Commentary - Journal of Neurology and Neurorehabilitation Research (2022) Volume 7, Issue 1
Parkinson's disease pharmacological intervention: From chemicals to therapeutics.
Ichika Emi*
Department of Neurology, Juntendo University School of Medicine, Tokyo, Japan
- *Corresponding Author:
- Ichika Emi
Department of Neurology
Juntendo University School of Medicine
Tokyo, Japan
E-mail: ichikaemi@juntendo.ac.jp
Received: 01-Jan-2022, Manuscript No. AAJNNR-22-101; Editor assigned: 03-Jan-2022, Pre QC No. AAJNNR-22-101(PQ); Reviewed: 17-Jan-2022, QC No. AAJNNR-22-101; Revised: 20-Jan-2022, Manuscript No. AAJNNR-22-101(R); Published: 27-Jan-2022, DOI: 10.35841/aajnnr- 7.1.101
Citation: Emi I. Parkinson's disease pharmacological intervention: From chemicals to therapeutics. J Neurol Neurorehab Res. 2022;7(1):101
Introduction
A discovery of Parkinson's disease is caused by a lack of dopamine led to the development of logical medicines to address this shortfall. After a little initial scepticism, the dopamine precursor levodopa has proven to be an effective Parkinson's disease medication. Prior to the introduction of levodopa medication, surgical procedures to alleviate tremor and rigidity in Parkinson's patients were used. Meyers pioneered surgical lesioning treatments that addressed disease rather than hemiparesis, which was a side effect of previous surgeries. Parkinson disease (PD) is a nervous system ailment that affects people throughout adult life and causes tremor, slowness of movement, gait instability, and rigidity. Even though, these treatments only provide temporary but significant relief from early symptoms and do not stop the condition from progressing. First step towards preventing cell death and curing or slowing PD is to understand why and how vulnerable cells in motor and nonmotor regions of the brain die [1,2].
Diagnosis
Despite massive breakthroughs in our understanding of disease mechanisms, the diagnosis of Parkinson's disease is usually decided solely on the basis of the patient's history and physical examination. Nonmotor problems such as insomnia, sadness, weariness, constipation, and panic are common among the related symptoms. Even if the neurological exam is normal, the early PD patient may complain of stiffness, slowness, tremor, and instability [3].
Pathogenesis
Nerve cells loss is seen in PD patients' brains, particularly in the dopamine-rich, pigmented neurons of the SN, as well as the presence of Lewy bodies and Lewy neurites in many brain locations. Considering this extensive pathology, much of the study into the pathophysiology of Parkinson's disease has concentrated on the dopaminergic SN cell loss and Lewy aggregates. The previous focus in dopaminergic deficiencies was tied to the common motor signs of Parkinson's disease for which patients seek treatment [4].

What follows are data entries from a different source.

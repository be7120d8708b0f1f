//! Language-agnostic contract template
//!
//! Built from a manifest and a [`TypeMapper`]: method names are resolved so they
//! never collide, and every type is translated into the target language.

use cpm_core::{Error, Manifest, ParamType, Parameter, Result, ScriptHash};
use serde::Serialize;
use std::collections::HashMap;

use crate::mapper::{upper_first, TypeMapper};
use crate::GenerationConfig;

/// Method or event argument
#[derive(Debug, Clone, PartialEq, Eq, Serialize)]
pub struct Argument {
    pub name: String,
    /// Language type
    pub type_name: String,
    /// ABI type
    pub type_abi: ParamType,
}

/// Method with its resolved, collision-free name
#[derive(Debug, Clone, PartialEq, Eq, Serialize)]
pub struct MethodTemplate {
    pub name: String,
    pub name_abi: String,
    pub comment: String,
    pub safe: bool,
    pub arguments: Vec<Argument>,
    pub return_type: String,
    pub return_type_abi: ParamType,
}

impl MethodTemplate {
    /// Methods returning a server-side iterator are paged by off-chain SDKs
    pub fn returns_iterator(&self) -> bool {
        self.return_type_abi.is_iterator()
    }

    pub fn returns_void(&self) -> bool {
        self.return_type_abi.is_void()
    }
}

#[derive(Debug, Clone, PartialEq, Eq, Serialize)]
pub struct EventTemplate {
    pub name: String,
    pub arguments: Vec<Argument>,
}

/// Everything a renderer needs to emit an SDK
#[derive(Debug, Clone, PartialEq, Eq, Serialize)]
pub struct ContractTemplate {
    /// Sanitized class name
    pub contract_name: String,
    /// Name exactly as declared in the manifest
    pub manifest_name: String,
    /// `0x`-prefixed display hash
    pub hash: String,
    #[serde(skip)]
    pub script_hash: ScriptHash,
    pub methods: Vec<MethodTemplate>,
    pub events: Vec<EventTemplate>,
}

impl ContractTemplate {
    /// Build the template for a manifest
    pub fn build(
        manifest: &Manifest,
        mapper: &dyn TypeMapper,
        config: &GenerationConfig,
    ) -> Result<Self> {
        let contract_name = sanitize_contract_name(&manifest.name);
        if contract_name.is_empty() {
            return Err(Error::manifest(format!(
                "contract name '{}' has no usable characters",
                manifest.name
            )));
        }

        let mut seen: HashMap<String, bool> = manifest
            .abi
            .methods
            .iter()
            .map(|m| (mapper.map_method_name(&m.name), false))
            .collect();

        let mut methods = Vec::new();
        for method in manifest.public_methods() {
            let base = mapper.map_method_name(&method.name);
            let name = resolve_name(&mut seen, &base, method.parameters.len());

            methods.push(MethodTemplate {
                name,
                name_abi: method.name.clone(),
                comment: format!("invokes `{}` method of contract.", method.name),
                safe: method.safe,
                arguments: map_arguments(&method.parameters, mapper),
                return_type: mapper.map_type(method.return_type).to_string(),
                return_type_abi: method.return_type,
            });
        }

        let events = manifest
            .abi
            .events
            .iter()
            .map(|event| EventTemplate {
                name: event.name.clone(),
                arguments: map_arguments(&event.parameters, mapper),
            })
            .collect();

        Ok(Self {
            contract_name,
            manifest_name: manifest.name.clone(),
            hash: config.script_hash.to_string(),
            script_hash: config.script_hash,
            methods,
            events,
        })
    }

    /// Display hash without the `0x` prefix
    pub fn hash_without_prefix(&self) -> &str {
        self.hash.strip_prefix("0x").unwrap_or(&self.hash)
    }

    pub fn has_iterators(&self) -> bool {
        self.methods.iter().any(MethodTemplate::returns_iterator)
    }
}

/// Pick a name for the next method sharing `base`.
///
/// A name that is unseen or not yet emitted is used as is. Otherwise the
/// parameter count is appended, growing a `_` prefix on the suffix until the
/// name is free: `f`, `f_2`, `f__2`.
fn resolve_name(seen: &mut HashMap<String, bool>, base: &str, param_count: usize) -> String {
    let mut name = base.to_string();
    if seen.get(&name).copied().unwrap_or(false) {
        let mut suffix = param_count.to_string();
        while seen.get(&name).copied().unwrap_or(false) {
            suffix = format!("_{}", suffix);
            name = format!("{}{}", base, suffix);
        }
    }
    seen.insert(name.clone(), true);
    name
}

fn map_arguments(parameters: &[Parameter], mapper: &dyn TypeMapper) -> Vec<Argument> {
    parameters
        .iter()
        .enumerate()
        .map(|(i, p)| Argument {
            name: if p.name.is_empty() {
                format!("arg{}", i)
            } else {
                p.name.clone()
            },
            type_name: mapper.map_type(p.param_type).to_string(),
            type_abi: p.param_type,
        })
        .collect()
}

fn is_word_char(c: char) -> bool {
    c.is_alphanumeric() || c == '_'
}

/// Strip non-word characters and uppercase the first letter
pub fn sanitize_contract_name(name: &str) -> String {
    let stripped: String = name.chars().filter(|c| is_word_char(*c)).collect();
    upper_first(&stripped)
}

/// Lowercased name with runs of non-word characters replaced by `-`
pub fn kebab_folder_name(name: &str) -> String {
    let mut folder = String::with_capacity(name.len());
    let mut in_separator = false;
    for c in name.chars() {
        if is_word_char(c) {
            folder.extend(c.to_lowercase());
            in_separator = false;
        } else if !in_separator {
            folder.push('-');
            in_separator = true;
        }
    }
    folder
}

/// Lowercased name with spaces replaced by `_`
pub fn snake_folder_name(name: &str) -> String {
    name.to_lowercase().replace(' ', "_")
}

The significance of oxidative stress
Autosomal-recessive PD is caused by mutations in the DJ-1 gene, which are comparable to parkin mutations. Patients respond to levodopa with asymmetric onset of symptoms, delayed development, and varying severity.
Symptomatic therapy
Present PD medication and surgical treatments are usually a symptom and have little effect on disease progression. Levodopa combined with a peripheral decarboxylase inhibitor is still the most effective medicinal treatment. Surgical DBS is likely the most important advancement in the treatment of symptomatic Parkinson's disease. Without considering advancements in the treatment of non-motor sequelae, a review of symptomatic PD therapy would be incomplete. Considering the positive reaction to medicinal and surgical treatments for motor complaints [5].
Conclusion
Whereas ground-breaking results that identified Parkinson's disease as a disease of dopamine deficiency led to the development of rational symptomatic therapies like levodopa and dopamine agonists. Proteasomal and mitochondrial dysfunction, oxidative stress, protein misfolding, and abnormal phosphorylation all have a part in pathogenesis of PD, according to the discovery of monogenetic variants of a disease.
References
- Nutt JG, Wooten, GF. Clinical practice. Diagnosis and initial management of Parkinson’s disease. N Engl J Med. 2005;353:1021-27.
- Elbaz, A, Bower JH, Maraganore DM, et al. Risk tables for parkinsonism and Parkinson’s disease. J Clin Epidemiol. 2002;55:25-31.
- Poirier, LJ, Sourkes, TL. Influence of the substantia nigra on the catecholamine content of the striatum. Brain. 1965;88:181-92.
- Carlsson A, Lindqvist M, Magnusson T. 3,4-Dihydroxyphenylalanine and 5hydroxytryptophan as reserpine antagonists. Nature. 1957;180:1200.
- Cotzias, GC, Papavasiliou, PS, Gellene R. Modification of Parkinsonism--chronic treatment with L-dopa. N. Engl. J. Med. 1969;280:337-45.